A User Study of Visual Linked Data Query and Exploration in Mobile Devices

Tracking #: 948-2159

Authors: 
Balazs Pete
Rob Brennan

Responsible editor: 
Guest editors linked data visualization

Submission type: 
Full Paper
Abstract: 
This paper describes the iterative development and evaluation of high usability mobile user interface elements for query and exploration of geographical Linked Data. It includes an analysis and synthesis of the current state of the art in geographical Linked Data visualization and industry design guidelines for mobile device user interfaces. It addresses the lack of published research on mobile Linked Data application usability or user experience. The usability studies described here compare the usability of custom mobile Linked Data query and exploration interfaces to standard geographical Linked Data interfaces available on fixed platforms. Evidence was collected that suggests that despite the limitations of a mobile interface for complex tasks, such as Linked Data query and exploration, it is possible to attain equivalent usability on mobile devices to fixed platforms. The importance of visual feedback for users was demonstrated when designing for the limited screen area of mobile devices. The user study provides evidence that task-oriented HCI elements or controls are more important for usability than dataset explanation or visualization. The limited screen area of mobile devices often necessitates multi-screen task dialogs. This study provides evidence that minimizing the memory requirements for the user for multi-screen tasks, in terms of visual clues of state in subsequent screens or even animated transitions between screens, produces a better user experience. The prototype mobile application developed as part of this user study delivers highly usable Linked Data geographical data-set exploration and query that compares favourably to state of the art fixed platform geographical tools. The paper also presents a unified analysis of industrial mobile HCI best practice and state of the art Linked Data visualization application requirements that will act as guidelines for future mobile Linked Data application development. The user study provides a case study on how to design mobile Linked Data interfaces for specialized data sets with known use cases.
Full PDF Version: 
Tags: 
Reviewed

Decision/Status: 
Reject

Solicited Reviews:
Click to Expand/Collapse
Review #1
By Emmanuel Pietriga submitted on 31/Jan/2015
Suggestion:
Reject
Review Comment:

The authors report on the iterative design of a mobile user interface for exploring a specific RDF-ized dataset. This dataset describes events that involved some type of political violence in the USA over the last 230 years. Events in this dataset are linked to named entities in DBpedia. The iterative design of this interface was informed by three user studies that were aimed at assessing its usability.

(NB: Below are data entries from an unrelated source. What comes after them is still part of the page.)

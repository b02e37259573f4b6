//! `%TOKEN%` placeholder expansion for action strings (§4.1).
//!
//! The set of legal `%name%` tokens is built once as an explicit
//! name→accessor table, rather than resolved through runtime reflection, per
//! the re-architecture guidance: this keeps the set of legal tokens
//! documented and testable.

use chrono::Local;
use std::{
    collections::HashMap,
    env,
    path::PathBuf,
    sync::OnceLock,
};

use crate::constants::{DEFAULT_MANIFEST_EXT, PLACEHOLDER_MAX_DEPTH};
use crate::error::ExpandError;
use crate::manifest::SubServiceManifest;
use crate::manifest::SupervisorSettings;
use crate::runtime;

/// Everything the expander needs besides the manifest and the action text
/// itself: resolved supervisor settings, the directory manifests were loaded
/// from, the supervisor executable's directory, and any extra CLI parameters
/// forwarded by the operator.
pub struct ExpanderContext {
    pub settings: SupervisorSettings,
    pub manifest_dir: PathBuf,
    pub base_dir: PathBuf,
    pub extra_params: Vec<String>,
}

impl ExpanderContext {
    pub fn new(settings: SupervisorSettings, manifest_dir: PathBuf, extra_params: Vec<String>) -> Self {
        Self {
            settings,
            manifest_dir,
            base_dir: runtime::executable_dir(),
            extra_params,
        }
    }
}

type SubServiceAccessor = fn(&SubServiceManifest) -> String;

fn subservice_accessors() -> &'static HashMap<&'static str, SubServiceAccessor> {
    static TABLE: OnceLock<HashMap<&'static str, SubServiceAccessor>> = OnceLock::new();
    TABLE.get_or_init(|| {
        let mut m: HashMap<&'static str, SubServiceAccessor> = HashMap::new();
        m.insert("name", |s| s.name.clone());
        m.insert("description", |s| s.description.clone());
        m.insert("run", |s| s.run.clone());
        m.insert("level", |s| s.level.to_string());
        m.insert("startworkdir", |s| s.start_work_dir.clone());
        m.insert("redirectlogfile", |s| s.redirect_log_file.clone());
        m.insert("retrystablesec", |s| s.retry_stable_sec.to_string());
        m.insert("stoprunaborttimeoutsec", |s| {
            s.stop_run_abort_timeout_sec.to_string()
        });
        m.insert("watchdelaysec", |s| s.watch_delay_sec.to_string());
        m
    })
}

/// Resolves an `agl.<field>` token against the supervisor settings and the
/// directories derived from them. `base`, `now` and `params` are handled
/// separately by the caller since they are not plain `SupervisorSettings`
/// fields.
fn resolve_agl_field(field: &str, ctx: &ExpanderContext) -> Option<String> {
    match field {
        "folder" => Some(ctx.manifest_dir.display().to_string()),
        "ext" => Some(
            ctx.settings
                .manifest_ext
                .clone()
                .unwrap_or_else(|| DEFAULT_MANIFEST_EXT.to_string()),
        ),
        "logpath" => Some(runtime::log_dir().display().to_string()),
        "statefile" => Some(
            ctx.settings
                .state_file
                .clone()
                .unwrap_or_else(|| runtime::default_state_file().display().to_string()),
        ),
        "htmlid" => Some(ctx.settings.html_id.clone().unwrap_or_default()),
        "httptimeoutms" => Some(
            ctx.settings
                .http_timeout_ms
                .map(|v| v.to_string())
                .unwrap_or_else(|| crate::constants::DEFAULT_HTTP_TIMEOUT_MS.to_string()),
        ),
        "starttimeoutsec" => Some(
            ctx.settings
                .start_timeout_sec
                .map(|v| v.to_string())
                .unwrap_or_else(|| crate::constants::DEFAULT_START_TIMEOUT_SEC.to_string()),
        ),
        _ => None,
    }
}

fn resolve_system_path(token: &str) -> Option<PathBuf> {
    match token {
        "CommonData" => Some(runtime::state_dir()),
        "UserData" => Some(env::var_os("HOME").map(PathBuf::from).unwrap_or_else(|| PathBuf::from("/"))),
        "TempFolder" => Some(env::temp_dir()),
        "Log" => Some(runtime::log_dir()),
        _ => None,
    }
}

fn resolve_token(
    token: &str,
    manifest: &SubServiceManifest,
    ctx: &ExpanderContext,
) -> Result<String, ExpandError> {
    if let Some(field) = token.strip_prefix("agl.") {
        return match field {
            "base" => Ok(ctx.base_dir.display().to_string()),
            "now" => Ok(Local::now().format("%Y%m%d-%H%M%S").to_string()),
            "params" => Ok(ctx.extra_params.join(" ")),
            other => resolve_agl_field(other, ctx)
                .ok_or_else(|| ExpandError::UnknownToken(token.to_string())),
        };
    }

    if let Some(path) = resolve_system_path(token) {
        return Ok(path.display().to_string());
    }

    if let Some(accessor) = subservice_accessors().get(token.to_ascii_lowercase().as_str()) {
        return Ok(accessor(manifest));
    }

    Err(ExpandError::UnknownToken(token.to_string()))
}

/// Private-use stand-in for a `%%`-collapsed literal `%` while a pass is in
/// flight, so it never gets mistaken for the start of another token on a
/// later recursive pass. Swapped back to `%` once expansion is fully done.
const PERCENT_LITERAL: char = '\u{E000}';

/// Expands every `%TOKEN%` in `action`, recursively, bounded to
/// `PLACEHOLDER_MAX_DEPTH` rounds. `%%` collapses to a literal `%`.
pub fn expand(
    action: &str,
    manifest: &SubServiceManifest,
    ctx: &ExpanderContext,
) -> Result<String, ExpandError> {
    let expanded = expand_depth(action, manifest, ctx, 0)?;
    Ok(expanded.replace(PERCENT_LITERAL, "%"))
}

fn expand_depth(
    input: &str,
    manifest: &SubServiceManifest,
    ctx: &ExpanderContext,
    depth: u32,
) -> Result<String, ExpandError> {
    if depth > PLACEHOLDER_MAX_DEPTH {
        return Err(ExpandError::RecursionDepthExceeded(input.to_string()));
    }

    let mut out = String::new();
    let mut rest = input;
    loop {
        match rest.find('%') {
            None => {
                out.push_str(rest);
                break;
            }
            Some(pos) => {
                out.push_str(&rest[..pos]);
                let after = &rest[pos + 1..];
                if let Some(stripped) = after.strip_prefix('%') {
                    // `%%` collapses to a literal `%`, parked behind a
                    // sentinel so this pass (and any re-expansion pass
                    // triggered by a real substitution elsewhere in `out`)
                    // never re-parses it as a token delimiter.
                    out.push(PERCENT_LITERAL);
                    rest = stripped;
                } else if let Some(end) = after.find('%') {
                    let token = &after[..end];
                    out.push_str(&resolve_token(token, manifest, ctx)?);
                    rest = &after[end + 1..];
                } else {
                    return Err(ExpandError::Unterminated(input.to_string()));
                }
            }
        }
    }

    if out.contains('%') {
        expand_depth(&out, manifest, ctx, depth + 1)
    } else {
        Ok(out)
    }
}
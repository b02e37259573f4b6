//! Cross-platform process supervisor for declarative sub-service manifests.

#![warn(unused_crate_dependencies)]
// These dependencies are only used in the binary (src/bin/main.rs)
// Test dependencies are only used in test code
#[cfg(test)]
use assert_cmd as _;
use ctrlc as _;
// OpenSSL is only needed for static linking on Linux
#[cfg(target_os = "linux")]
use openssl_sys as _;
#[cfg(test)]
use predicates as _;
use strum as _;
#[cfg(test)]
use tempfile as _;
use tracing_subscriber as _;

/// Action string grammar and verb execution.
pub mod action;

/// CLI parsing.
pub mod cli;

/// Constants and configuration defaults.
pub mod constants;

/// Errors.
pub mod error;

/// Control channel to a running supervisor.
pub mod ipc;

/// Manifest model and loading.
pub mod manifest;

/// `%TOKEN%` placeholder expansion.
pub mod placeholder;

/// Per-sub-service monitored worker.
pub mod runner;

/// Runtime paths and modes.
pub mod runtime;

/// Binary state file and HTML dump.
pub mod state;

/// The live record of one sub-service.
pub mod subservice;

/// Supervisor: manifest discovery, leveled start/stop, watchdog, resume.
pub mod supervisor;

/// Test utils.
#[doc(hidden)]
pub mod test_utils;
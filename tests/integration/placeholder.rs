#[path = "common/mod.rs"]
mod common;

use std::path::PathBuf;

use agentsvc::error::ExpandError;
use agentsvc::manifest::{SubServiceManifest, SupervisorSettings};
use agentsvc::placeholder::{ExpanderContext, expand};
use common::HomeEnvGuard;
use tempfile::tempdir;

fn manifest() -> SubServiceManifest {
    SubServiceManifest {
        name: "worker".into(),
        run: "/usr/bin/worker".into(),
        ..Default::default()
    }
}

#[test]
fn system_path_tokens_resolve_under_the_active_runtime_context() {
    let temp = tempdir().expect("tempdir");
    let home = temp.path().join("home");
    std::fs::create_dir_all(&home).unwrap();
    let _guard = HomeEnvGuard::set(&home);

    let ctx = ExpanderContext::new(SupervisorSettings::default(), PathBuf::from("/manifests"), vec![]);

    let out = expand("%UserData%/cache", &manifest(), &ctx).unwrap();
    assert_eq!(out, format!("{}/cache", home.display()));

    let log = expand("%Log%/worker.log", &manifest(), &ctx).unwrap();
    assert!(log.ends_with("/worker.log"));
}

#[test]
fn agl_folder_and_ext_reflect_the_expander_context() {
    let temp = tempdir().expect("tempdir");
    let home = temp.path().join("home");
    std::fs::create_dir_all(&home).unwrap();
    let _guard = HomeEnvGuard::set(&home);

    let mut settings = SupervisorSettings::default();
    settings.manifest_ext = Some("yml".into());
    let ctx = ExpanderContext::new(settings, PathBuf::from("/opt/manifests"), vec!["--flag".into()]);

    assert_eq!(
        expand("%agl.folder%", &manifest(), &ctx).unwrap(),
        "/opt/manifests"
    );
    assert_eq!(expand("%agl.ext%", &manifest(), &ctx).unwrap(), "yml");
    assert_eq!(expand("%agl.params%", &manifest(), &ctx).unwrap(), "--flag");
}

#[test]
fn recursion_depth_is_bounded() {
    let temp = tempdir().expect("tempdir");
    let home = temp.path().join("home");
    std::fs::create_dir_all(&home).unwrap();
    let _guard = HomeEnvGuard::set(&home);

    let ctx = ExpanderContext::new(SupervisorSettings::default(), PathBuf::from("/manifests"), vec![]);
    let mut m = manifest();
    // %description% expands to the literal string "%description%", which can
    // never reach a fixed point; the expander must bail out rather than loop
    // forever.
    m.description = "%description%".into();

    let err = expand("%description%", &m, &ctx).unwrap_err();
    assert!(matches!(err, ExpandError::RecursionDepthExceeded(_)));
}
//! Control channel to a running supervisor (§4.7, ambient).
//!
//! `retry`/`resume`/`stop` are delivered over a Unix domain socket: the CLI
//! process connects, sends one newline-delimited JSON command, reads one
//! JSON response, and exits. The socket lives under the runtime state
//! directory and is removed on clean shutdown.

use serde::{Deserialize, Serialize};
use std::{
    fs,
    io::{self, BufRead, BufReader, Write},
    os::unix::net::{UnixListener, UnixStream},
    path::PathBuf,
};
use thiserror::Error;

use crate::runtime;

/// Command sent from a CLI invocation to the resident supervisor.
#[derive(Debug, Serialize, Deserialize)]
pub enum ControlCommand {
    /// Signal "retry-now" to every paused sub-service (or just `service`, if given).
    Resume { service: Option<String> },
    /// Trigger the supervisor's Stop sequence without waiting for it here.
    Stop,
}

/// Response sent by the supervisor.
#[derive(Debug, Serialize, Deserialize)]
pub enum ControlResponse {
    Ok,
    Message(String),
    Error(String),
}

/// Errors raised by the control channel helpers.
#[derive(Debug, Error)]
pub enum ControlError {
    #[error("control socket I/O failed: {0}")]
    Io(#[from] io::Error),
    #[error("failed to serialize control message: {0}")]
    Serde(#[from] serde_json::Error),
    #[error("supervisor reported error: {0}")]
    Server(String),
    #[error("control socket not available; is the supervisor running?")]
    NotAvailable,
}

/// The control socket path, under the active runtime's state directory.
pub fn socket_path() -> PathBuf {
    runtime::control_socket_path()
}

/// Sends `command` to the resident supervisor and waits for one response.
pub fn send_command(command: &ControlCommand) -> Result<ControlResponse, ControlError> {
    let path = socket_path();
    if !path.exists() {
        return Err(ControlError::NotAvailable);
    }

    let mut stream = UnixStream::connect(&path)?;
    let payload = serde_json::to_vec(command)?;
    stream.write_all(&payload)?;
    stream.write_all(b"\n")?;
    stream.flush()?;

    let mut reader = BufReader::new(stream);
    let mut response_line = String::new();
    reader.read_line(&mut response_line)?;
    if response_line.trim().is_empty() {
        return Err(ControlError::NotAvailable);
    }

    let response: ControlResponse = serde_json::from_str(response_line.trim())?;
    if let ControlResponse::Error(message) = &response {
        return Err(ControlError::Server(message.clone()));
    }
    Ok(response)
}

/// Binds the control socket, removing any stale file left by a prior run.
pub fn bind() -> Result<UnixListener, ControlError> {
    let path = socket_path();
    if let Some(parent) = path.parent() {
        fs::create_dir_all(parent)?;
    }
    let _ = fs::remove_file(&path);
    Ok(UnixListener::bind(&path)?)
}

/// Removes the control socket file, called on clean shutdown.
pub fn unbind() {
    let _ = fs::remove_file(socket_path());
}

/// Reads one command from an accepted connection.
pub fn read_command(stream: &mut UnixStream) -> Result<ControlCommand, ControlError> {
    let mut reader = BufReader::new(stream);
    let mut line = String::new();
    reader.read_line(&mut line)?;
    if line.trim().is_empty() {
        return Err(ControlError::Io(io::Error::new(
            io::ErrorKind::UnexpectedEof,
            "empty control command",
        )));
    }
    Ok(serde_json::from_str(line.trim())?)
}

/// Writes one response to the connected CLI client.
pub fn write_response(stream: &mut UnixStream, response: &ControlResponse) -> Result<(), ControlError> {
    let payload = serde_json::to_vec(response)?;
    stream.write_all(&payload)?;
    stream.write_all(b"\n")?;
    stream.flush()?;
    Ok(())
}
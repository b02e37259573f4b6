#[path = "common/mod.rs"]
mod common;

use std::fs;

use agentsvc::manifest::{self, ManifestError};
use common::HomeEnvGuard;
use tempfile::tempdir;

#[test]
fn loads_a_directory_of_manifests_skipping_non_matching_extensions() {
    let temp = tempdir().expect("tempdir");
    let home = temp.path().join("home");
    fs::create_dir_all(&home).unwrap();
    let _guard = HomeEnvGuard::set(&home);

    let manifests_dir = temp.path().join("manifests");
    fs::create_dir_all(&manifests_dir).unwrap();
    fs::write(
        manifests_dir.join("web.yaml"),
        "name: web\nlevel: 10\nrun: /usr/bin/web\n",
    )
    .unwrap();
    fs::write(
        manifests_dir.join("worker.yaml"),
        "name: worker\nlevel: 20\nrun: /usr/bin/worker\n",
    )
    .unwrap();
    fs::write(manifests_dir.join("README.txt"), "not a manifest").unwrap();

    let manifests = manifest::load_manifests(&manifests_dir, "yaml").expect("load");
    assert_eq!(manifests.len(), 2);
    let names: Vec<_> = manifests.iter().map(|m| m.name.clone()).collect();
    assert!(names.contains(&"web".to_string()));
    assert!(names.contains(&"worker".to_string()));
}

#[test]
fn duplicate_case_insensitive_names_name_both_offending_files() {
    let temp = tempdir().expect("tempdir");
    let home = temp.path().join("home");
    fs::create_dir_all(&home).unwrap();
    let _guard = HomeEnvGuard::set(&home);

    let manifests_dir = temp.path().join("manifests");
    fs::create_dir_all(&manifests_dir).unwrap();
    fs::write(manifests_dir.join("a.yaml"), "name: Web\nlevel: 10\n").unwrap();
    fs::write(manifests_dir.join("b.yaml"), "name: web\nlevel: 20\n").unwrap();

    let err = manifest::load_manifests(&manifests_dir, "yaml").unwrap_err();
    match err {
        ManifestError::DuplicateName { name, file_a, file_b } => {
            assert_eq!(name, "web");
            assert!(file_a.ends_with("a.yaml"));
            assert!(file_b.ends_with("b.yaml"));
        }
        other => panic!("expected DuplicateName, got {other:?}"),
    }
}

#[test]
fn settings_env_var_references_are_expanded_before_parsing() {
    let temp = tempdir().expect("tempdir");
    let home = temp.path().join("home");
    fs::create_dir_all(&home).unwrap();
    let _guard = HomeEnvGuard::set(&home);

    unsafe {
        std::env::set_var("AGENTSVC_TEST_MANIFEST_DIR", "/srv/manifests");
    }

    let settings_path = temp.path().join("settings.yaml");
    fs::write(
        &settings_path,
        "manifestDir: \"${AGENTSVC_TEST_MANIFEST_DIR}\"\nstartTimeoutSec: 45\n",
    )
    .unwrap();

    let settings = manifest::load_settings(&settings_path).expect("load settings");
    assert_eq!(settings.manifest_dir.as_deref(), Some("/srv/manifests"));
    assert_eq!(settings.start_timeout_sec, Some(45));

    unsafe {
        std::env::remove_var("AGENTSVC_TEST_MANIFEST_DIR");
    }
}

#[test]
fn new_manifest_scaffolder_is_loadable_by_load_manifests() {
    let temp = tempdir().expect("tempdir");
    let home = temp.path().join("home");
    fs::create_dir_all(&home).unwrap();
    let _guard = HomeEnvGuard::set(&home);

    let manifests_dir = temp.path().join("manifests");
    manifest::write_new_manifest(
        &manifests_dir,
        "yaml",
        "api",
        "/usr/bin/api",
        &["--port".to_string(), "8080".to_string()],
        10,
    )
    .expect("write new manifest");

    let manifests = manifest::load_manifests(&manifests_dir, "yaml").expect("load");
    assert_eq!(manifests.len(), 1);
    assert_eq!(manifests[0].name, "api");
    assert_eq!(manifests[0].run, "/usr/bin/api --port 8080");
    assert!(manifests[0].is_enabled());
}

I was quite eager to read this paper. I agree that the community needs to get away from low-level representations of RDF graphs, whether they be as node-link diagrams or some other representation, and start to explore other types of representations for linked data. One promising avenue for this is to explore familiar representations. Geo-localized data and temporal data lend themselves quite well to this. The authors make a strong case for this direction of research in the introduction, which I really enjoyed reading. I had great expectations for the remainder of the paper, especially given that it seemed to be contributing some interesting user studies based on what I read in the abstract.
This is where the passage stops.